Perico, lejos de obedecer, se irguió y con una expresión de triunfo reclamó: ¡veinte
soles de merengues! Su voz estridente dominó en el bullicio de la pastelería y se hizo
un silencio curioso. Algunos lo miraban, intrigados, pues era hasta cierto punto
sorprendente ver a un rapaz de esa calaña comprar tan empalagosa golosina en
tamaña proporción. El dependiente no le hizo caso y pronto el barullo se reinició. Perico
quedó algo desconcertado, pero estimulado por un sentimiento de poder repitió, en
tono imperativo:
—¡Veinte soles de merengues!
El dependiente lo observó esta vez con cierta perplejidad pero continuó
despachando a los otros parroquianos.
—¿No ha oído? —insistió Perico excitándose—. ¡Quiero veinte soles de
merengues!
El empleado se acercó esta vez y lo tiró de la oreja.
—¿Estás bromeando, palomilla?
Perico se agazapó.
—¡A ver, enséñame la plata!
Sin poder disimular su orgullo, echó sobre el mostrador el puñado de monedas. El
dependiente contó el dinero.
—¿Y quieres que te dé todo esto en merengues?
—Sí —replicó Perico con una convicción que despertó la risa de algunos
circunstantes.
—Buen empacho te vas a dar —comentó alguien.

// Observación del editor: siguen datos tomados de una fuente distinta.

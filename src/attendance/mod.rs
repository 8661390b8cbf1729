//! Attendance: event creation with optional QR check-in.

pub mod qr;

use std::sync::Arc;

use futures::future::try_join_all;

use crate::error::{Error, Result};
use crate::model::{Attendee, CreateEvent, Event, EventId, UserId};
use crate::store::{EventRepository, UserRepository};
use qr::QrEncoder;

/// The link a check-in QR code points at.
pub fn event_url(domain: &str, id: &EventId) -> String {
    format!("{}/events/{id}", domain.trim_end_matches('/'))
}

/// Server-side handler for event creation.
pub struct EventService {
    users: Arc<dyn UserRepository>,
    events: Arc<dyn EventRepository>,
    qr: Arc<dyn QrEncoder>,
    domain: String,
}

impl EventService {
    pub fn new(
        users: Arc<dyn UserRepository>,
        events: Arc<dyn EventRepository>,
        qr: Arc<dyn QrEncoder>,
        domain: impl Into<String>,
    ) -> Self {
        Self {
            users,
            events,
            qr,
            domain: domain.into(),
        }
    }

    /// Create and persist an event. Failures are logged and returned; nothing
    /// is persisted unless every step before the write succeeded.
    pub async fn create_event(&self, input: CreateEvent) -> Result<Event> {
        let name = input.name.clone();
        self.build_and_store(input).await.inspect_err(|e| {
            tracing::error!(event_name = %name, error = %e, "failed to create event");
        })
    }

    pub async fn event(&self, id: &EventId) -> Result<Event> {
        self.events
            .get(id)
            .await?
            .ok_or_else(|| Error::not_found("event", id))
    }

    async fn build_and_store(&self, input: CreateEvent) -> Result<Event> {
        validate(&input)?;

        let id = EventId::generate();
        let qr_code = if input.is_qr_required {
            self.qr.encode(&event_url(&self.domain, &id))?
        } else {
            String::new()
        };

        let invited_attendees = self.resolve_attendees(&input.attendees).await?;

        let event = Event {
            id,
            name: input.name,
            start_date: input.start_date,
            end_date: input.end_date,
            departments: input.departments,
            attendees: Vec::new(),
            invited_attendees,
            has_started: false,
            qr_code,
        };
        self.events.add(&event).await?;

        tracing::info!(
            event_id = %event.id,
            invited = event.invited_attendees.len(),
            qr = input.is_qr_required,
            "event created"
        );
        Ok(event)
    }

    /// Look up every invitee concurrently; results keep the input order.
    async fn resolve_attendees(&self, ids: &[UserId]) -> Result<Vec<Attendee>> {
        try_join_all(ids.iter().map(|id| async move {
            let user = self
                .users
                .get_by_id(id)
                .await?
                .ok_or_else(|| Error::not_found("user", id))?;
            Ok::<_, Error>(Attendee {
                name: user.name.unwrap_or_default(),
                id: id.clone(),
            })
        }))
        .await
    }
}

fn validate(input: &CreateEvent) -> Result<()> {
    if input.name.trim().is_empty() {
        return Err(Error::InvalidEvent("name must not be empty".to_string()));
    }
    if input.end_date < input.start_date {
        return Err(Error::InvalidEvent(format!(
            "ends ({}) before it starts ({})",
            input.end_date, input.start_date
        )));
    }
    Ok(())
}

Perico se volvió. Al notar que era observado con cierta benevolencia un poco
lastimosa, se sintió abochornado. Como el pastelero lo olvidaba, repitió:
—Deme los merengues. —Pero esta vez su voz había perdido vitalidad y Perico
comprendió que, por razones que no alcanzaba a explicarse, estaba pidiendo casi un
favor.
—¿Vas a salir o no? —lo increpó el dependiente.
—Despácheme antes.
—¿Quién te ha encargado que compres esto?
—Mi mamá.
—Debes haber oído mal. ¿Veinte soles? Anda a preguntarle de nuevo o que te lo
escriba en un papelito.
Perico quedó un momento pensativo. Extendió la mano hacia el dinero y lo fue
retirando lentamente. Pero al ver los merengues a través de la vidriería, renació su
deseo, y ya no exigió sino que rogó con una voz quejumbrosa:
—¡Deme, pues, veinte soles de merengues!
Al ver que el dependiente se acercaba airado, pronto a expulsarlo, repitió
conmovedoramente:
—¡Aunque sea diez soles, nada más!
El empleado, entonces, se inclinó por encima del mostrador y le dio el cocacho
acostumbrado pero a Perico le pareció que esta vez llevaba una fuerza definitiva.

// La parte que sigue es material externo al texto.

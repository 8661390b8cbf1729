use base64::{Engine, engine::general_purpose::STANDARD};
use qrcode::QrCode;
use qrcode::render::svg;

use crate::consts::QR_MIN_DIMENSION;
use crate::error::{Error, Result};

const SVG_DATA_URL_PREFIX: &str = "data:image/svg+xml;base64,";

/// Turns a check-in URL into an image payload a client can display.
pub trait QrEncoder: Send + Sync {
    fn encode(&self, url: &str) -> Result<String>;
}

/// Renders QR codes as SVG and returns them as `data:` URLs.
#[derive(Debug, Clone, Copy)]
pub struct SvgQrEncoder {
    pub min_dimension: u32,
}

impl Default for SvgQrEncoder {
    fn default() -> Self {
        Self {
            min_dimension: QR_MIN_DIMENSION,
        }
    }
}

impl QrEncoder for SvgQrEncoder {
    fn encode(&self, url: &str) -> Result<String> {
        let code = QrCode::new(url.as_bytes()).map_err(|e| Error::Qr(e.to_string()))?;
        let image = code
            .render::<svg::Color<'_>>()
            .min_dimensions(self.min_dimension, self.min_dimension)
            .dark_color(svg::Color("#000000"))
            .light_color(svg::Color("#ffffff"))
            .build();
        Ok(format!("{SVG_DATA_URL_PREFIX}{}", STANDARD.encode(image)))
    }
}

#[cfg(test)]
mod tests {
    use super::*;

    #[test]
    fn encodes_svg_data_url() {
        let payload = SvgQrEncoder::default()
            .encode("https://club.example/events/1234")
            .unwrap();
        assert!(payload.starts_with(SVG_DATA_URL_PREFIX));

        let svg = STANDARD
            .decode(&payload[SVG_DATA_URL_PREFIX.len()..])
            .unwrap();
        let svg = String::from_utf8(svg).unwrap();
        assert!(svg.contains("<svg"));
    }

    #[test]
    fn same_url_renders_identically() {
        let encoder = SvgQrEncoder::default();
        let a = encoder.encode("https://club.example/events/a").unwrap();
        let b = encoder.encode("https://club.example/events/a").unwrap();
        let c = encoder.encode("https://club.example/events/b").unwrap();
        assert_eq!(a, b);
        assert_ne!(a, c);
    }

    #[test]
    fn oversized_input_is_an_error() {
        let url = "x".repeat(8_000);
        let err = SvgQrEncoder::default().encode(&url).unwrap_err();
        assert!(matches!(err, Error::Qr(_)));
    }
}
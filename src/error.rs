//! Domain errors returned by the recruitment and attendance handlers.
//!
//! Storage and session plumbing report `anyhow` errors; those pass through
//! [`Error::Storage`] unchanged.

use crate::model::{ApplicationStatus, UserId};

#[derive(Debug, thiserror::Error)]
pub enum Error {
    #[error("{kind} not found: {id}")]
    NotFound { kind: &'static str, id: String },

    #[error("cannot change application status from {from} to {to}")]
    InvalidTransition {
        from: ApplicationStatus,
        to: ApplicationStatus,
    },

    #[error("user {0} is not an applicant")]
    NotAnApplicant(UserId),

    #[error("invalid event: {0}")]
    InvalidEvent(String),

    #[error("failed to render QR code: {0}")]
    Qr(String),

    /// The status write went through but the follow-up promotion did not.
    #[error("application marked {status} but member promotion failed: {source}")]
    PromotionFailed {
        status: ApplicationStatus,
        #[source]
        source: Box<Error>,
    },

    /// The applicant was promoted but the stale session is still active.
    #[error("applicant promoted but the session could not be ended: {source}")]
    SessionNotInvalidated {
        #[source]
        source: anyhow::Error,
    },

    #[error(transparent)]
    Storage(#[from] anyhow::Error),
}

impl Error {
    pub fn not_found(kind: &'static str, id: impl ToString) -> Self {
        Error::NotFound {
            kind,
            id: id.to_string(),
        }
    }
}

pub type Result<T, E = Error> = std::result::Result<T, E>;

#[cfg(test)]
mod tests {
    use super::*;

    #[test]
    fn not_found_names_kind_and_id() {
        let err = Error::not_found("user", "u9");
        assert_eq!(err.to_string(), "user not found: u9");
    }

    #[test]
    fn promotion_failure_carries_cause() {
        let err = Error::PromotionFailed {
            status: ApplicationStatus::Accepted,
            source: Box::new(Error::NotAnApplicant(UserId::from("u1"))),
        };
        let msg = err.to_string();
        assert!(msg.contains("ACCEPTED"));
        assert!(msg.contains("u1 is not an applicant"));
        assert!(std::error::Error::source(&err).is_some());
    }

    #[test]
    fn storage_errors_are_transparent() {
        let err = Error::from(anyhow::anyhow!("disk full"));
        assert_eq!(err.to_string(), "disk full");
    }
}
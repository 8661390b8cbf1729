pub mod attendance;
pub mod auth;
pub mod config;
pub mod consts;
pub mod error;
pub mod logging;
pub mod model;
pub mod notify;
pub mod recruitment;
pub mod store;

pub use error::{Error, Result};
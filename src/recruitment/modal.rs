//! Accept/reject confirmation for an applicant's offer.
//!
//! Confirming runs one sequential chain: status update, refresh, and on
//! accept the promotion plus session invalidation. Each step starts only
//! after the previous call completed. Nothing is retried or rolled back;
//! a failed promotion after a successful status write is reported as
//! [`Error::PromotionFailed`], and a session that could not be ended after
//! the promotion as [`Error::SessionNotInvalidated`].

use async_trait::async_trait;

use super::RecruitmentApi;
use crate::auth::SessionControl;
use crate::error::{Error, Result};
use crate::model::{AppliedRole, ApplicationStatus, Decision, UserId};
use crate::notify::{Notifier, Toast, ToastId};

const ERROR_TITLE: &str = "Oops, an error occurred!";

/// Re-reads whatever view shows the application once the status changed.
#[async_trait]
pub trait Refresh: Send + Sync {
    async fn refresh(&self) -> anyhow::Result<()>;
}

/// A refresh that does nothing.
pub struct NoRefresh;

#[async_trait]
impl Refresh for NoRefresh {
    async fn refresh(&self) -> anyhow::Result<()> {
        Ok(())
    }
}

/// The answer to the confirmation prompt.
#[derive(Debug, Clone, Copy, PartialEq, Eq)]
pub enum Choice {
    Confirm,
    Cancel,
}

impl Choice {
    /// Read a `[y/N]` answer. Anything but yes cancels.
    pub fn from_answer(answer: &str) -> Self {
        match answer.trim().to_ascii_lowercase().as_str() {
            "y" | "yes" => Choice::Confirm,
            _ => Choice::Cancel,
        }
    }
}

/// A decision waiting for confirmation.
#[derive(Debug, Clone)]
pub struct PendingDecision {
    pub applicant_id: UserId,
    pub applied_role: AppliedRole,
    pub decision: Decision,
}

impl PendingDecision {
    pub fn title(&self) -> &'static str {
        self.decision.confirm_title()
    }
}

#[derive(Debug, Clone, Copy, PartialEq, Eq)]
pub enum DecisionOutcome {
    /// Dismissed without side effects.
    Cancelled,
    /// Status set to REJECTED.
    Rejected,
    /// Status set to ACCEPTED and the applicant is now a member. The session
    /// was invalidated; the caller has to sign in again.
    Promoted,
}

/// Runs a confirmed decision against its collaborators.
pub struct DecisionModal<'a> {
    api: &'a dyn RecruitmentApi,
    notifier: &'a dyn Notifier,
    session: &'a dyn SessionControl,
}

impl<'a> DecisionModal<'a> {
    pub fn new(
        api: &'a dyn RecruitmentApi,
        notifier: &'a dyn Notifier,
        session: &'a dyn SessionControl,
    ) -> Self {
        Self {
            api,
            notifier,
            session,
        }
    }

    /// Resolve the prompt. On failure an error toast is shown and the error
    /// is returned as well.
    pub async fn resolve(
        &self,
        pending: &PendingDecision,
        choice: Choice,
        refresh: &dyn Refresh,
    ) -> Result<DecisionOutcome> {
        if choice == Choice::Cancel {
            tracing::debug!(applied_role_id = %pending.applied_role.id, "decision cancelled");
            return Ok(DecisionOutcome::Cancelled);
        }

        let loading = self
            .notifier
            .show(Toast::loading("Updating", "Waiting to update..."))
            .await;
        let mut loading = Some(loading);

        let result = self.confirm(pending, refresh, &mut loading).await;

        if let Some(id) = loading.take() {
            self.notifier.close(id).await;
        }
        if let Err(e) = &result {
            tracing::warn!(
                applied_role_id = %pending.applied_role.id,
                error = %e,
                "decision failed"
            );
            self.notifier
                .show(Toast::error(ERROR_TITLE, e.to_string()))
                .await;
        }
        result
    }

    async fn confirm(
        &self,
        pending: &PendingDecision,
        refresh: &dyn Refresh,
        loading: &mut Option<ToastId>,
    ) -> Result<DecisionOutcome> {
        let status = pending.decision.target_status();
        let applied_role = &pending.applied_role;

        self.api
            .update_applied_role_status(&applied_role.id, status)
            .await?;
        refresh.refresh().await?;

        if let Some(id) = loading.take() {
            self.notifier.close(id).await;
        }
        self.notifier
            .show(Toast::success(
                "Success",
                "Application status updated successfully!",
            ))
            .await;

        if status != ApplicationStatus::Accepted {
            return Ok(DecisionOutcome::Rejected);
        }

        self.api
            .update_applicant_to_member(
                &pending.applicant_id,
                applied_role.role,
                applied_role.department,
            )
            .await
            .map_err(|e| Error::PromotionFailed {
                status,
                source: Box::new(e),
            })?;

        self.session
            .invalidate()
            .await
            .map_err(|source| Error::SessionNotInvalidated { source })?;

        self.notifier
            .show(Toast::success(
                "Re-login",
                "You are now a member. We will require a re-login, so you are being logged out",
            ))
            .await;
        tracing::info!(
            applicant_id = %pending.applicant_id,
            role = %applied_role.role,
            "member promoted, session invalidated"
        );
        Ok(DecisionOutcome::Promoted)
    }
}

—¡Quita de acá! ¿Estás loco? ¡Anda a hacer bromas a otro lugar!
Perico salió furioso de la pastelería. Con el dinero apretado entre los dedos y los
ojos húmedos, vagabundeó por los alrededores.

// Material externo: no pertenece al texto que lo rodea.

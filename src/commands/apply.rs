use std::sync::Arc;

use anyhow::Result;

use orgdesk::model::{Department, Role};
use orgdesk::recruitment::RecruitmentApi;
use orgdesk::recruitment::service::RecruitmentService;
use orgdesk::store::sqlite::SqliteStore;

use super::require_session;

pub async fn run(db: &str, role: Role, department: Department) -> Result<()> {
    let session = require_session(db)?;
    let store = Arc::new(SqliteStore::open(db)?);
    let api = RecruitmentService::new(store.clone(), store);
    let applied = api.apply(&session.user_id, role, department).await?;
    println!("✓ applied for {role} in {department}");
    println!("  application {}", applied.id);
    Ok(())
}
use std::sync::Mutex;

use async_trait::async_trait;

use super::{Notifier, Toast, ToastId, ToastLevel};

/// Keeps every toast in memory. Meant for tests.
#[derive(Default)]
pub struct RecordingNotifier {
    shown: Mutex<Vec<Toast>>,
    closed: Mutex<Vec<ToastId>>,
}

impl RecordingNotifier {
    pub fn new() -> Self {
        Self::default()
    }

    /// All toasts in the order they were shown.
    pub fn shown(&self) -> Vec<Toast> {
        self.shown.lock().map(|s| s.clone()).unwrap_or_default()
    }

    pub fn closed(&self) -> Vec<ToastId> {
        self.closed.lock().map(|c| c.clone()).unwrap_or_default()
    }

    /// Titles of toasts shown at `level`.
    pub fn titles(&self, level: ToastLevel) -> Vec<String> {
        self.shown()
            .into_iter()
            .filter(|t| t.level == level)
            .map(|t| t.title)
            .collect()
    }
}

#[async_trait]
impl Notifier for RecordingNotifier {
    async fn show(&self, toast: Toast) -> ToastId {
        let mut shown = match self.shown.lock() {
            Ok(shown) => shown,
            Err(poisoned) => poisoned.into_inner(),
        };
        shown.push(toast);
        ToastId(shown.len() as u64 - 1)
    }

    async fn close(&self, id: ToastId) {
        if let Ok(mut closed) = self.closed.lock() {
            closed.push(id);
        }
    }
}

#[cfg(test)]
mod tests {
    use super::*;

    #[tokio::test]
    async fn records_in_order() {
        let notifier = RecordingNotifier::new();
        let first = notifier.show(Toast::loading("Updating", "...")).await;
        notifier.show(Toast::success("Success", "ok")).await;
        notifier.close(first).await;

        assert_eq!(notifier.shown().len(), 2);
        assert_eq!(notifier.closed(), vec![first]);
        assert_eq!(notifier.titles(ToastLevel::Success), vec!["Success"]);
    }
}
use anyhow::Result;

use orgdesk::auth;

pub fn run(db: &str) -> Result<()> {
    auth::logout(db)?;
    println!("✓ signed out");
    Ok(())
}
use std::sync::Mutex;

use anyhow::anyhow;
use async_trait::async_trait;

use super::RecruitmentApi;
use crate::error::{Error, Result};
use crate::model::{AppliedRole, AppliedRoleId, ApplicationStatus, Department, Role, UserId};

/// A call received by [`MockRecruitment`].
#[derive(Debug, Clone, PartialEq)]
pub enum Call {
    UpdateStatus {
        applied_role_id: AppliedRoleId,
        status: ApplicationStatus,
    },
    Promote {
        applicant_id: UserId,
        role: Role,
        department: Department,
    },
    Apply {
        applicant_id: UserId,
    },
    Get {
        applied_role_id: AppliedRoleId,
    },
}

/// Scripted recruitment endpoint for tests. Records every call and fails
/// the procedures it was told to fail.
#[derive(Default)]
pub struct MockRecruitment {
    calls: Mutex<Vec<Call>>,
    fail_status: Option<String>,
    fail_promotion: Option<String>,
}

impl MockRecruitment {
    pub fn new() -> Self {
        Self::default()
    }

    /// Make `update_applied_role_status` fail with `message`.
    pub fn failing_status(mut self, message: &str) -> Self {
        self.fail_status = Some(message.to_string());
        self
    }

    /// Make `update_applicant_to_member` fail with `message`.
    pub fn failing_promotion(mut self, message: &str) -> Self {
        self.fail_promotion = Some(message.to_string());
        self
    }

    pub fn calls(&self) -> Vec<Call> {
        self.calls.lock().map(|c| c.clone()).unwrap_or_default()
    }

    pub fn promotions(&self) -> usize {
        self.calls()
            .iter()
            .filter(|c| matches!(c, Call::Promote { .. }))
            .count()
    }

    fn record(&self, call: Call) {
        if let Ok(mut calls) = self.calls.lock() {
            calls.push(call);
        }
    }
}

fn scripted(failure: Option<&String>) -> Result<()> {
    match failure {
        Some(message) => Err(Error::Storage(anyhow!("{message}"))),
        None => Ok(()),
    }
}

#[async_trait]
impl RecruitmentApi for MockRecruitment {
    async fn update_applied_role_status(
        &self,
        applied_role_id: &AppliedRoleId,
        status: ApplicationStatus,
    ) -> Result<()> {
        self.record(Call::UpdateStatus {
            applied_role_id: applied_role_id.clone(),
            status,
        });
        scripted(self.fail_status.as_ref())
    }

    async fn update_applicant_to_member(
        &self,
        applicant_id: &UserId,
        role: Role,
        department: Department,
    ) -> Result<()> {
        self.record(Call::Promote {
            applicant_id: applicant_id.clone(),
            role,
            department,
        });
        scripted(self.fail_promotion.as_ref())
    }

    async fn apply(
        &self,
        applicant_id: &UserId,
        role: Role,
        department: Department,
    ) -> Result<AppliedRole> {
        self.record(Call::Apply {
            applicant_id: applicant_id.clone(),
        });
        Ok(AppliedRole::pending(applicant_id.clone(), role, department))
    }

    async fn applied_role(&self, applied_role_id: &AppliedRoleId) -> Result<AppliedRole> {
        self.record(Call::Get {
            applied_role_id: applied_role_id.clone(),
        });
        Err(Error::not_found("applied role", applied_role_id))
    }
}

Pronto llegó a los barrancos. Sentándose en lo alto del acantilado, contempló la
playa. Le pareció en ese momento difícil restituir el dinero sin ser descubierto y
maquinalmente fue arrojando las monedas una a una, haciéndolas tintinear sobre las
piedras. Al hacerlo, iba pensando que esas monedas nada valían en sus manos, y en
ese día cercano en que, grande ya y terrible, cortaría la cabeza de todos esos
hombres, de todos los mucamos de las pastelerías y hasta de los pelícanos que
graznaban indiferentes a su alrededor.